FITNESS & HEALTH

6 Alasan Orang Suka Berteriak Saat Sedang Marah

Kumara Anggita
Kamis 22 April 2021 / 09:21
Jakarta: Ketika marah, beberapa orang bisa menaikkan suaranya atau bahkan berteriak. Rasanya berat untuk tidak melakukan hal itu. Tapi menurut ahli hal tersebut tidak sehat.

Ada berbagai alasan dibalik tindakan tersebut. Mengutip dari Life Hack para ahli mengatakan alasan umum orang berteriak saat sedang marah.
 

1. Kemampuan koping yang buruk


Banyak orang berteriak karena itulah mekanisme koping mereka dalam situasi sulit. Tetapi mekanisme koping ini tidak memberikan hasil jangka panjang yang baik. Jika seseorang suka berteriak, mereka perlu mendapatkan bantuan untuk menemukan cara yang lebih baik dalam mengatur emosi mereka. 

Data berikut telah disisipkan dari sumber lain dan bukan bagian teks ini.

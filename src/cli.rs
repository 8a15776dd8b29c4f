use clap::Parser;

use crate::io::DEFAULT_CHUNK_SIZE;

#[derive(Parser, Debug)]
#[command(name = "zipstream")]
#[command(version)]
#[command(about = "A streaming unzip utility that never seeks", long_about = None)]
#[command(after_help = "Examples:\n  \
  zipstream data1.zip -x joe        extract all files except joe from data1.zip\n  \
  curl -s https://example.com/a.zip | zipstream -p - | more\n  \
  zipstream -l https://example.com/archive.zip   list files while downloading")]
pub struct Cli {
    /// ZIP file path, HTTP URL, or - for stdin
    #[arg(value_name = "FILE")]
    pub file: String,

    /// Files to extract (default: all)
    #[arg(value_name = "FILES")]
    pub files: Vec<String>,

    /// List files (short format)
    #[arg(short = 'l')]
    pub list: bool,

    /// List verbosely/show version info
    #[arg(short = 'v')]
    pub verbose: bool,

    /// Extract files to pipe, no messages
    #[arg(short = 'p')]
    pub pipe: bool,

    /// Extract files into exdir
    #[arg(short = 'd', value_name = "DIR")]
    pub extract_dir: Option<String>,

    /// Exclude files that follow
    #[arg(short = 'x', value_name = "FILE", num_args = 1..)]
    pub exclude: Vec<String>,

    /// Never overwrite existing files
    #[arg(short = 'n')]
    pub never_overwrite: bool,

    /// Overwrite files WITHOUT prompting
    #[arg(short = 'o')]
    pub overwrite: bool,

    /// Junk paths (do not make directories)
    #[arg(short = 'j')]
    pub junk_paths: bool,

    /// Quiet mode (-qq => quieter)
    #[arg(short = 'q', action = clap::ArgAction::Count)]
    pub quiet: u8,

    /// Trace every decoded record
    #[arg(long)]
    pub debug: bool,

    /// Read size for local files and stdin
    #[arg(long, value_name = "BYTES", default_value_t = DEFAULT_CHUNK_SIZE)]
    pub chunk_size: usize,
}

impl Cli {
    pub fn is_http_url(&self) -> bool {
        self.file.starts_with("http://") || self.file.starts_with("https://")
    }

    pub fn is_stdin(&self) -> bool {
        self.file == "-"
    }

    pub fn is_list(&self) -> bool {
        self.list || self.verbose
    }

    pub fn is_quiet(&self) -> bool {
        self.quiet > 0 || self.pipe
    }

    pub fn is_very_quiet(&self) -> bool {
        self.quiet > 1
    }
}

#[cfg(test)]
mod tests {
    use super::*;

    #[test]
    fn parses_flags() {
        let cli = Cli::parse_from(["zipstream", "-qq", "-d", "out", "--debug", "a.zip", "x.txt"]);
        assert_eq!(cli.file, "a.zip");
        assert_eq!(cli.files, vec!["x.txt"]);
        assert_eq!(cli.extract_dir.as_deref(), Some("out"));
        assert!(cli.debug);
        assert!(cli.is_very_quiet());
        assert!(!cli.is_list());
        assert_eq!(cli.chunk_size, DEFAULT_CHUNK_SIZE);
    }

    #[test]
    fn source_kinds() {
        let cli = Cli::parse_from(["zipstream", "-l", "https://example.com/a.zip"]);
        assert!(cli.is_http_url());
        assert!(cli.is_list());

        let cli = Cli::parse_from(["zipstream", "-p", "-"]);
        assert!(cli.is_stdin());
        assert!(cli.is_quiet());
    }
}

Mereka mungkin menggunakan ledakan emosi sebagai cara mereka menghadapi hidup dan ini tidak sehat untuk mereka atau penerima 'ledakan' mereka.
 

2. Kehilangan kendali


Seseorang mungkin menjadi pemarah karena merasa kehilangan kendali atas situasinya. Mereka mungkin kewalahan oleh pikiran, perasaan, dan emosi dan mengalami kehilangan kendali atas semua hal ini sekaligus. 

Ini adalah kebingungan besar bagi mereka. Jadi mereka berteriak untuk mencoba mengendalikan apa yang mereka alami. Mereka kurang memiliki keterampilan mengatasi dengan cara yang tepat untuk mendapatkan kembali kendali atas situasi dan lingkungan mereka.



(Ada alasan kenapa orang berteriak saat sedang marah. Salah satunya adalah merasa kehilangan kendali. Foto: Ilustrasi/Freepik.com)
 

3. Merasa terancam


Penindas sering kali adalah orang-orang yang memiliki jiwa emosional inti yang sangat sensitif dan mereka berusaha melindungi inti itu. Setiap kali mereka merasa terancam, mereka akan bereaksi. Berteriak adalah salah satu alat yang mereka gunakan secara proaktif kapan pun mereka merasa terancam.
 

4. Kecenderungan agresif


Beberapa orang adalah individu yang agresif. Mereka mungkin berteriak dan agresi dapat meningkat menjadi pertengkaran fisik. Kamu jarang melihat perkelahian fisik yang tidak dimulai dengan suara keras atau teriakan. 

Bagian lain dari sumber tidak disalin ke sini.